Little brown butterflies, the wood nymphs, were abundant in the hay meadows. I noticed something odd about them. They all had ocelli—circular patterns or eyespots—on the underside of the wings, but in different numbers and arrangements. Some wings had one ocellus, some had four; some spots were big, some little, and so on. I wanted to see if there was any kind of pattern or consistency to this irregularity; it didn’t seem right to be completely random, but it was certainly striking.

I didn’t have room to mount all the wood nymphs, wings spread, so I could compare them, nor did I have any way to carry them, mounted, back to my mother’s house in Ivoryton, Connecticut, after my visit. I knew how to protect them, though, dried with wings folded upward in the normal at-rest position, in little triangular waxed-paper envelopes the butterfly books had shown me how to make. So I collected and killed about 40 wood nymphs, let them dry in their natural state with wings folded, made little envelopes for them, and packed them in a Mason jar to take them safely back to Ivoryton. My intention was to then moisten them as instructed in the books, mount them all on one piece of beaverboard upside down so the undersides of the wings were showing, and have a good look at those ocelli.

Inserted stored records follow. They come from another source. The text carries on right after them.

impl Replay {
    fn new() -> Self {
        Self {
            graph: DiGraph::new(),
            oracle: StableDiGraph::new(),
            vertices: BTreeMap::new(),
            arcs: BTreeMap::new(),
            deactivated: BTreeSet::new(),
            shadowed: BTreeSet::new(),
        }
    }

    fn apply(&mut self, op: &Op) {
        match *op {
            Op::AddVertex(vid) => {
                let v = self.graph.add_vertex();
                let n = self.oracle.add_node(vid);
                self.vertices.insert(vid, (v, n));
            }
            Op::RemoveVertex(vid) => {
                if let Some((v, n)) = self.vertices.remove(&vid) {
                    let gone = self.graph.remove_vertex(&v).unwrap();
                    let loops = self
                        .oracle
                        .edges_directed(n, Outgoing)
                        .filter(|e| e.target() == n)
                        .count();
                    let expected = self.oracle.edges_directed(n, Outgoing).count()
                        + self.oracle.edges_directed(n, Incoming).count()
                        - loops;
                    assert_eq!(gone.len(), expected);
                    self.oracle.remove_node(n);
                    self.forget_dangling_arcs();
                    self.deactivated.remove(&vid);
                }
            }
            Op::AddArc((tail, head, aid)) => {
                if let (Some((t, tn)), Some((h, hn))) =
                    (self.vertices.get(&tail).copied(), self.vertices.get(&head).copied())
                {
                    let a = self.graph.add_arc(t, h).unwrap();
                    let e = self.oracle.add_edge(tn, hn, aid);
                    self.arcs.insert(aid, (a, e));
                }
            }
            Op::AddMultiArc((tail, head, k, aid)) => {
                if let (Some((t, tn)), Some((h, hn))) =
                    (self.vertices.get(&tail).copied(), self.vertices.get(&head).copied())
                {
                    let b = self
                        .graph
                        .add_multi_arc(t, h, NonZeroUsize::new(k).unwrap())
                        .unwrap();
                    let members = self.graph.bundle_members(b).unwrap().to_vec();
                    assert_eq!(members.len(), k);
                    for (i, a) in members.into_iter().enumerate() {
                        assert_eq!(self.graph.bundle_of(a), Some(b));
                        let e = self.oracle.add_edge(tn, hn, aid + i);
                        self.arcs.insert(aid + i, (a, e));
                    }
                }
            }
            Op::RemoveArc(aid) => {
                if let Some((a, e)) = self.arcs.remove(&aid) {
                    let gone = self.graph.remove_arc(&a.into()).unwrap();
                    assert_eq!(gone.id, ArcRef::Simple(a));
                    self.oracle.remove_edge(e);
                    self.shadowed.remove(&aid);
                }
            }
            Op::DeactivateVertex(vid) => {
                if let Some((v, _)) = self.vertices.get(&vid) {
                    let changed = self.graph.deactivate_vertex(*v).unwrap();
                    assert_eq!(changed, self.deactivated.insert(vid));
                }
            }
            Op::ActivateVertex((vid, with_arcs)) => {
                if let Some((v, n)) = self.vertices.get(&vid).copied() {
                    let changed = self.graph.activate_vertex(v, with_arcs).unwrap();
                    assert_eq!(changed, self.deactivated.remove(&vid));
                    if changed {
                        for (aid, peer) in self.incident(n) {
                            if !with_arcs {
                                self.shadowed.insert(aid);
                            } else if self.is_active(peer) {
                                self.shadowed.remove(&aid);
                            }
                        }
                    }
                }
            }
            Op::DeactivateArc(aid) => {
                if let Some((a, _)) = self.arcs.get(&aid).copied() {
                    let expected = self.arc_active(aid) && self.graph.bundle_of(a).is_none();
                    let changed = self.graph.deactivate_arc(a.into()).unwrap();
                    assert_eq!(changed, expected);
                    if changed {
                        self.shadowed.insert(aid);
                    }
                }
            }
            Op::ActivateArc(aid) => {
                if let Some((a, e)) = self.arcs.get(&aid).copied() {
                    let (tn, hn) = self.oracle.edge_endpoints(e).unwrap();
                    let expected = self.is_active(tn)
                        && self.is_active(hn)
                        && self.shadowed.contains(&aid)
                        && self.graph.bundle_of(a).is_none();
                    let changed = self.graph.activate_arc(a.into()).unwrap();
                    assert_eq!(changed, expected);
                    if changed {
                        self.shadowed.remove(&aid);
                    }
                }
            }
            Op::Bundle => self.graph.bundle_parallel_arcs().unwrap(),
            Op::Unbundle => self.graph.unbundle_parallel_arcs().unwrap(),
            Op::Clear => {
                self.graph.clear(false, false).unwrap();
                self.oracle.clear();
                self.vertices.clear();
                self.arcs.clear();
                self.deactivated.clear();
                self.shadowed.clear();
            }
            Op::CopyFrom => {
                let mut copy = DiGraph::new();
                let mapping = copy.copy_from(&self.graph).unwrap();
                let inactive: Vec<usize> = self
                    .arcs
                    .keys()
                    .copied()
                    .filter(|aid| !self.arc_active(*aid))
                    .collect();
                for aid in inactive {
                    if let Some((_, e)) = self.arcs.remove(&aid) {
                        self.oracle.remove_edge(e);
                    }
                }
                for vid in std::mem::take(&mut self.deactivated) {
                    if let Some((_, n)) = self.vertices.remove(&vid) {
                        self.oracle.remove_node(n);
                    }
                }
                self.forget_dangling_arcs();
                self.shadowed.clear();
                assert_eq!(mapping.amap.len(), self.arcs.len());
                for (v, _) in self.vertices.values_mut() {
                    *v = mapping.copy_of_vertex(v).unwrap();
                }
                for (a, _) in self.arcs.values_mut() {
                    *a = mapping.copy_of_arc(a).unwrap();
                }
                self.graph = copy;
            }
        }
    }

    fn forget_dangling_arcs(&mut self) {
        let oracle = &self.oracle;
        self.arcs.retain(|_, (_, e)| oracle.edge_endpoints(*e).is_some());
        let arcs = &self.arcs;
        self.shadowed.retain(|aid| arcs.contains_key(aid));
    }

    /// Oracle ids of the arcs at `n`, each with its endpoint opposite `n`.
    fn incident(&self, n: NodeIndex) -> Vec<(usize, NodeIndex)> {
        self.oracle
            .edges_directed(n, Outgoing)
            .map(|e| (*e.weight(), e.target()))
            .chain(
                self.oracle
                    .edges_directed(n, Incoming)
                    .map(|e| (*e.weight(), e.source())),
            )
            .collect()
    }

    fn is_active(&self, n: NodeIndex) -> bool {
        self.oracle
            .node_weight(n)
            .map_or(false, |vid| !self.deactivated.contains(vid))
    }

    fn arc_active(&self, aid: usize) -> bool {
        match self.arcs.get(&aid).and_then(|(_, e)| self.oracle.edge_endpoints(*e)) {
            Some((tn, hn)) => {
                self.is_active(tn) && self.is_active(hn) && !self.shadowed.contains(&aid)
            }
            None => false,
        }
    }

    /// Checks the graph against the oracle.
    fn check(&self) {
        self.graph.validate().unwrap();
        assert_eq!(self.graph.num_arcs(), self.oracle.edge_count());
        assert_eq!(
            self.graph.size() + self.graph.deactivated_size(),
            self.oracle.node_count()
        );
        assert_eq!(self.graph.deactivated_size(), self.deactivated.len());
        assert_eq!(self.graph.arc_size(), self.graph.iter_arcs().count());
        let active = self.arcs.keys().filter(|aid| self.arc_active(**aid)).count();
        assert_eq!(self.graph.num_active_arcs(false), active);
        for (vid, (v, n)) in self.vertices.iter() {
            let is_active = !self.deactivated.contains(vid);
            assert_eq!(self.graph.contains_vertex(v), is_active);
            if !is_active {
                continue;
            }
            let out = self
                .oracle
                .edges_directed(*n, Outgoing)
                .filter(|e| self.arc_active(*e.weight()))
                .count();
            let inc = self
                .oracle
                .edges_directed(*n, Incoming)
                .filter(|e| self.arc_active(*e.weight()))
                .count();
            assert_eq!(self.graph.out_degree(*v, false).unwrap(), out);
            assert_eq!(self.graph.in_degree(*v, false).unwrap(), inc);
        }
        for (a, e) in self.arcs.values() {
            let (tn, hn) = self.oracle.edge_endpoints(*e).unwrap();
            let arc = self.graph.arc((*a).into()).unwrap();
            assert_eq!(Some(arc.tail), self.vertex_of(tn));
            assert_eq!(Some(arc.head), self.vertex_of(hn));
        }
    }

    fn vertex_of(&self, n: NodeIndex) -> Option<VertexId> {
        let vid = self.oracle.node_weight(n)?;
        self.vertices.get(vid).map(|(v, _)| *v)
    }
}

Mrs. Ballard stated her disapproval publically, at the dinner table. Her daughter Emmaline (Ricky’s sister) had collected butterflies as a child, but she just took one of each kind; she didn’t kill dozens! I was powerless to argue; I just shut up. My grandson Max Leabo, finding himself in that situation at age 12, would have spoken right up that this was a research project and explained at great length about the curious variations in the eyespots, but I didn’t have that kind of courage. I knew what I was doing and thought of myself as a scientist in the making, but I didn’t know how to explain. Nor did I have any justification to go with an explanation—no school project, for example. And now I’d been rebuked and ridiculed for it. So I said nothing.

I packed up my butterflies and went back to Ivoryton. Of course, I did not find the time or energy in the rest of the summer to soften and mount all those butterflies. I left the jar on a shelf in the pantry. Some years later, when I was in college, my mother Sally asked me if it would be all right to throw them out. Yes, I had to agree that would be okay.

Recently my author/scientist friend Alexandra Horowitz gave me a wonderful book, James Elkins’ How to Use your Eyes. There’s chapter in it on looking at butterfly wings. It turns out that both pairs of wings on any given butterfly are identical. Alas, it had not occurred to me at age 12 to look and see if left and right sides were alike! That was an oversight; a better observer than I would have checked that out. I would not have had to mount my wood nymphs spread out; just one side of each dried, wings-folded-upward butterfly would have served. Heck, I could have laid them all out on wax paper on Mrs. Ballard’s dining room table, grouped by pattern similarities or differences, right there in Rushford. Phil and Ricky, and probably Jennie Ballard too, would have found that interesting.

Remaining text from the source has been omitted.